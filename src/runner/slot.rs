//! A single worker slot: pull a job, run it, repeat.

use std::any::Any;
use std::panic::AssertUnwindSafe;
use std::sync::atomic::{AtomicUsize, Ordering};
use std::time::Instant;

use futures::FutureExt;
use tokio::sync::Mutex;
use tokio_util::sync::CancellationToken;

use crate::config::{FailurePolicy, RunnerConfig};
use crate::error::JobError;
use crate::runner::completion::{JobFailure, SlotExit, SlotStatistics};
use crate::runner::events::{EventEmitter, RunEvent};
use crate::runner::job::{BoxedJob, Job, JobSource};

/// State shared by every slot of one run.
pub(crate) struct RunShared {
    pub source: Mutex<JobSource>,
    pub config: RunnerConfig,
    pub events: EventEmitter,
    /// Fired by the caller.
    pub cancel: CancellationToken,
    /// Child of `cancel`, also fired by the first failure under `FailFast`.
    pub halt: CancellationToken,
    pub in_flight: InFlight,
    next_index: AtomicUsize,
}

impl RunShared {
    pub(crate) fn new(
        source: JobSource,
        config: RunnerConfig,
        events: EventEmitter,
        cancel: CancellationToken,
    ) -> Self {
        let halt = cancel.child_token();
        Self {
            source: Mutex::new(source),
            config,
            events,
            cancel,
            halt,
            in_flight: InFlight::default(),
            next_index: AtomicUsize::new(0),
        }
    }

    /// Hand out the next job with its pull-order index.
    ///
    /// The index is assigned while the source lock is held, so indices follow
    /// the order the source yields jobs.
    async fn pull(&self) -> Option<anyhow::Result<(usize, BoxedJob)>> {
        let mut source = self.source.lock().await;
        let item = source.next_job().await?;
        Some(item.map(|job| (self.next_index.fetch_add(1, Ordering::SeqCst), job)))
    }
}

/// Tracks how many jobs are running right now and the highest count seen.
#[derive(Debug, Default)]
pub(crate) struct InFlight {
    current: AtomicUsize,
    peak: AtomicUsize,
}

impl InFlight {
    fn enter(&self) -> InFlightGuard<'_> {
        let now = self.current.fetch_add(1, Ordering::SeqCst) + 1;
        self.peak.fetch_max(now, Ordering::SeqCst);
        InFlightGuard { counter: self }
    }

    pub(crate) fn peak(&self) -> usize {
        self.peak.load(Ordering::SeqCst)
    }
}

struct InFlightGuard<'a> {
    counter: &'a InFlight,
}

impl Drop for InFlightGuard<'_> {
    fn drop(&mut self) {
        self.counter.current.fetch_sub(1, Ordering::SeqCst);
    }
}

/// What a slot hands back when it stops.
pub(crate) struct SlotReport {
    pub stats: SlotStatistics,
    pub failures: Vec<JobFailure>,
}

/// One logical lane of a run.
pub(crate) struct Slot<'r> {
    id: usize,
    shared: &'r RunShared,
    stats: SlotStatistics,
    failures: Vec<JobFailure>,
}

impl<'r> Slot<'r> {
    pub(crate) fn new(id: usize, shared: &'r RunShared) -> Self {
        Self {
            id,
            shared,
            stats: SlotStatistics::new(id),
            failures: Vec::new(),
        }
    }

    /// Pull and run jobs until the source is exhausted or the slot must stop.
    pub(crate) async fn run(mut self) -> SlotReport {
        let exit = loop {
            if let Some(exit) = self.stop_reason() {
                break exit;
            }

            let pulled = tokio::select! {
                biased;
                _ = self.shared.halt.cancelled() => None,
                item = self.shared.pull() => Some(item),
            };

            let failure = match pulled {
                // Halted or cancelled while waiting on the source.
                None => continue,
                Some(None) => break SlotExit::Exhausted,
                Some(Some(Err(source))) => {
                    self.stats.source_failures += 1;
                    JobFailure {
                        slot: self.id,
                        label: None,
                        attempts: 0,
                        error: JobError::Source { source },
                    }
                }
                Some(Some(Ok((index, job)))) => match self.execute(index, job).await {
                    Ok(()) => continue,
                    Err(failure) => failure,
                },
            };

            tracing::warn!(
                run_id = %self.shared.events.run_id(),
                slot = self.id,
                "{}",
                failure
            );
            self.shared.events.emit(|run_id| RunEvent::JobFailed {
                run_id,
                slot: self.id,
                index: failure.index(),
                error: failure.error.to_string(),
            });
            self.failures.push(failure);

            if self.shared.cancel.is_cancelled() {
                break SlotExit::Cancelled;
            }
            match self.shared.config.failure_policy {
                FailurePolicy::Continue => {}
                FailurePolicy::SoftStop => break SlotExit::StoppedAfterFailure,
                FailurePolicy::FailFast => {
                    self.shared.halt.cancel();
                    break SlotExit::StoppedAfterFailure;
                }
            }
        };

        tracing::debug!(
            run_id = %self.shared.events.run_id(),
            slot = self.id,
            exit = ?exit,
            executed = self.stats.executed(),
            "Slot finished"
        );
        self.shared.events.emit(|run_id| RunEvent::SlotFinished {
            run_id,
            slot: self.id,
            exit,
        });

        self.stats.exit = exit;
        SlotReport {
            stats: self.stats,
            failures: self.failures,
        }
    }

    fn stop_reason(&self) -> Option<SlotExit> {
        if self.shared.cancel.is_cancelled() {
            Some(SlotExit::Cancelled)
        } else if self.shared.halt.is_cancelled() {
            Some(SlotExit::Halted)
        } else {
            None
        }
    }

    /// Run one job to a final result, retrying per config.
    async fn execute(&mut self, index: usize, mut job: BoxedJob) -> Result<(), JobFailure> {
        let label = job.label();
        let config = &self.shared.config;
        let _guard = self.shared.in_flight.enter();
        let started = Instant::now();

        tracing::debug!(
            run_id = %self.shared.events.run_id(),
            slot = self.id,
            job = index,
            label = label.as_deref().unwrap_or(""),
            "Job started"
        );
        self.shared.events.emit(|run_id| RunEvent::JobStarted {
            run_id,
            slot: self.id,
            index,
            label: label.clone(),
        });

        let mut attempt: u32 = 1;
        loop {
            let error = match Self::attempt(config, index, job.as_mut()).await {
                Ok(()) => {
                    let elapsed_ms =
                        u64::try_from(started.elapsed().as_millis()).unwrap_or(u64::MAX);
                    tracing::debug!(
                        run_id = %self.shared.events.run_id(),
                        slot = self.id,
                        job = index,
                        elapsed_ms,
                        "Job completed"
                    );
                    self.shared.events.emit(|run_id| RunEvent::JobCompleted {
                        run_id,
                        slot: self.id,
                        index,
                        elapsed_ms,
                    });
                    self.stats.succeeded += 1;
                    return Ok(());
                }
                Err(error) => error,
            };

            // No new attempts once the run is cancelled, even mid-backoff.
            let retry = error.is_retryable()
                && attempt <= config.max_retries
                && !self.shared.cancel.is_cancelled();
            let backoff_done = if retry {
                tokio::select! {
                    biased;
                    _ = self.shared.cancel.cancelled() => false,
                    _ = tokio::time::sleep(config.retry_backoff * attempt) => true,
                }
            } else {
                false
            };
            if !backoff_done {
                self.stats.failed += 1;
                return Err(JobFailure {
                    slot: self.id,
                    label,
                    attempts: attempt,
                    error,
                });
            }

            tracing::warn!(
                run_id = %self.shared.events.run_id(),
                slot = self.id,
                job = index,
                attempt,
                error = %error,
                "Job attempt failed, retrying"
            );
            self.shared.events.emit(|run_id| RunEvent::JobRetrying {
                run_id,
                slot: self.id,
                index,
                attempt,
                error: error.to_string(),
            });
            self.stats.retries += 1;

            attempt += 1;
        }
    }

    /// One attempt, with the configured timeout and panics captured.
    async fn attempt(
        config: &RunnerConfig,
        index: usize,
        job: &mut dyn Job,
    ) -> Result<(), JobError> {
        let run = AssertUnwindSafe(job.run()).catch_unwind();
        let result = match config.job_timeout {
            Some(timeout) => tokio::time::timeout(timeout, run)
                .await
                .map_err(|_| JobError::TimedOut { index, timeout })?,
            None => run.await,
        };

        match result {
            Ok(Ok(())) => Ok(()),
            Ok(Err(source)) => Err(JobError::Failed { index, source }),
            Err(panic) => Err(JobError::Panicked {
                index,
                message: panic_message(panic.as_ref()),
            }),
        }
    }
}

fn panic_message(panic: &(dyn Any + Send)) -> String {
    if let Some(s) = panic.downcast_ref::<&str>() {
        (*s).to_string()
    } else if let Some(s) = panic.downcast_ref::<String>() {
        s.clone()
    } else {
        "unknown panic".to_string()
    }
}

-- -- --

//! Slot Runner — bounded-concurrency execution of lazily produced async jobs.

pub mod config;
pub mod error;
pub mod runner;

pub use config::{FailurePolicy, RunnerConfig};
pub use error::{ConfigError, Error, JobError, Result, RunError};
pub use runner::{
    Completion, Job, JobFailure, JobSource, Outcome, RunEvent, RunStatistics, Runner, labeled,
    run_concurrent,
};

-- -- --

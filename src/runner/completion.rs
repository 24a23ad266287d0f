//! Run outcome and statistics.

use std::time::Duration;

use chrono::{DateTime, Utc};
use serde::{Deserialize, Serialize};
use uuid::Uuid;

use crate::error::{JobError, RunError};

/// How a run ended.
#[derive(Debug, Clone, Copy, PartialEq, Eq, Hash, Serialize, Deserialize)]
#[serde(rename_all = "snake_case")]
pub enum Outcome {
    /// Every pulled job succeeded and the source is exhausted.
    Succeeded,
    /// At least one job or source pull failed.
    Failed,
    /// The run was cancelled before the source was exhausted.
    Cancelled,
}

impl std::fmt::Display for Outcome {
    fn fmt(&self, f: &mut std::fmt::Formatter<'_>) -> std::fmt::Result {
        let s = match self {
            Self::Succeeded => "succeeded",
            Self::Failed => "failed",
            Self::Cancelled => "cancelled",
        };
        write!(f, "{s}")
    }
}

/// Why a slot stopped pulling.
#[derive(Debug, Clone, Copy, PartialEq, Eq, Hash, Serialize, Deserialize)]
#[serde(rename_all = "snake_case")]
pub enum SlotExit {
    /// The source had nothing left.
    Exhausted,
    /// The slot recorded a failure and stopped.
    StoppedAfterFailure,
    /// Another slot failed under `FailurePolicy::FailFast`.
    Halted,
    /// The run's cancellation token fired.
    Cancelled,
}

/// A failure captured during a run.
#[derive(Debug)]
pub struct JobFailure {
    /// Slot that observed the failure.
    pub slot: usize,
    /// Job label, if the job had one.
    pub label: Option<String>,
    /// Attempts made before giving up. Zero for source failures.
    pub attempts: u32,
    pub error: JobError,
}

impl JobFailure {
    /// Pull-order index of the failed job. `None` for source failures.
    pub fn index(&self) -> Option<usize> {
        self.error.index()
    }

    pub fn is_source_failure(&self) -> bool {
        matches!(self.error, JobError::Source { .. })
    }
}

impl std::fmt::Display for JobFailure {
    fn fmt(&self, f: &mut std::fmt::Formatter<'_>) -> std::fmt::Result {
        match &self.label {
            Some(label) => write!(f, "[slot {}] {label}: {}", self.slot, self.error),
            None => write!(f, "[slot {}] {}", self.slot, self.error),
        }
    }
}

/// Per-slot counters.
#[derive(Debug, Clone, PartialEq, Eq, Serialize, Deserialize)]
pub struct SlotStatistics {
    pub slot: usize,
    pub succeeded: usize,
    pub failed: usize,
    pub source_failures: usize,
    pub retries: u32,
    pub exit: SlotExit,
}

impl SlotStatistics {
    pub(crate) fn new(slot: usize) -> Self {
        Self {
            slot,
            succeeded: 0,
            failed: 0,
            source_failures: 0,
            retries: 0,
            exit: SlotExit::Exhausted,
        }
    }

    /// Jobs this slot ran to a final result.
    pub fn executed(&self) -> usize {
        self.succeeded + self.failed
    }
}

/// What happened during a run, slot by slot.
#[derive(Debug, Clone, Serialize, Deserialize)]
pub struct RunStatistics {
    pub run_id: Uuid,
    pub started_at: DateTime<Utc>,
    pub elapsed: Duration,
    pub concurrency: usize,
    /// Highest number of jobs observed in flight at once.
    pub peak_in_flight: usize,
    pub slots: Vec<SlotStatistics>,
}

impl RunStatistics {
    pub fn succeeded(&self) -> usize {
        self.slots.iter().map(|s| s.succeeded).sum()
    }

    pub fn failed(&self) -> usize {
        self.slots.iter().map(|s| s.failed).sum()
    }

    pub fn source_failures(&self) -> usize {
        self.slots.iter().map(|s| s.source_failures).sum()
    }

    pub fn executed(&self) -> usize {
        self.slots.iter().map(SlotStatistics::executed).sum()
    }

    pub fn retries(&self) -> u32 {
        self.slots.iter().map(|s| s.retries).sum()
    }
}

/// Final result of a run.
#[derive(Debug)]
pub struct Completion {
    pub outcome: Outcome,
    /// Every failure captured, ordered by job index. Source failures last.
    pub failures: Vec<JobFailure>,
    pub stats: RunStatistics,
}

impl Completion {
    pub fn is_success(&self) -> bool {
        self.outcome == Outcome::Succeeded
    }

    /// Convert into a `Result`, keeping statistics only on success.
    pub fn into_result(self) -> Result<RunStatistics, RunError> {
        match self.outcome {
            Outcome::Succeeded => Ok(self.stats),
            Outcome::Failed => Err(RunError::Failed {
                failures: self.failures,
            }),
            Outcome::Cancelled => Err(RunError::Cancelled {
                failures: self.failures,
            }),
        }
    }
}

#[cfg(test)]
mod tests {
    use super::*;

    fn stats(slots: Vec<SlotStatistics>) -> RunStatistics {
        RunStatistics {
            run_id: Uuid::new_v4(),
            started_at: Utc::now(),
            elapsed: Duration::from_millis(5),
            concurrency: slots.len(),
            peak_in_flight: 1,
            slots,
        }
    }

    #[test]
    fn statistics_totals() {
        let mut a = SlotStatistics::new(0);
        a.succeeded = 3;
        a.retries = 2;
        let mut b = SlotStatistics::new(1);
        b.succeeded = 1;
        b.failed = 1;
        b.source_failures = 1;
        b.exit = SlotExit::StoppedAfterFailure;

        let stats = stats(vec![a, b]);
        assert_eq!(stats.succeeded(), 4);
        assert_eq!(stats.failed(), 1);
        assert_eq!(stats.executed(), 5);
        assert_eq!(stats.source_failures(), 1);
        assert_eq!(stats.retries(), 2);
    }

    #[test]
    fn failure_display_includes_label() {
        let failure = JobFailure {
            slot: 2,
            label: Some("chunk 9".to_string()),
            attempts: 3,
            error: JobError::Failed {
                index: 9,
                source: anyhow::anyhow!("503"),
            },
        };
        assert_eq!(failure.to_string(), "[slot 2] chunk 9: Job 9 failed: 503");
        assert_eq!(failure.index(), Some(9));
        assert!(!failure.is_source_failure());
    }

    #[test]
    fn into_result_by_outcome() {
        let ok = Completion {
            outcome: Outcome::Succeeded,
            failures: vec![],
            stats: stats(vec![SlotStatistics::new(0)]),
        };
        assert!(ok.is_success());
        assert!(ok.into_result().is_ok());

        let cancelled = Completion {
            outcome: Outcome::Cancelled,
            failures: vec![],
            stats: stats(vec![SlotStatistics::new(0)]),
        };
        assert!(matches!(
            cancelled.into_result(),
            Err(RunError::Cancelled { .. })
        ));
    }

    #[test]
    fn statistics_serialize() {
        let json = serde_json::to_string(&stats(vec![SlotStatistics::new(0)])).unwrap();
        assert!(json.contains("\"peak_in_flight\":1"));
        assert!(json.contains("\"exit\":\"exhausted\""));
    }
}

-- -- --

• _What the task requires_
Looking at the entries above, copy out every line in which "RunShared" occurs.

• _Solution for this exercise_
pub(crate) struct RunShared {
impl RunShared {
    shared: &'r RunShared,
    pub(crate) fn new(id: usize, shared: &'r RunShared) -> Self {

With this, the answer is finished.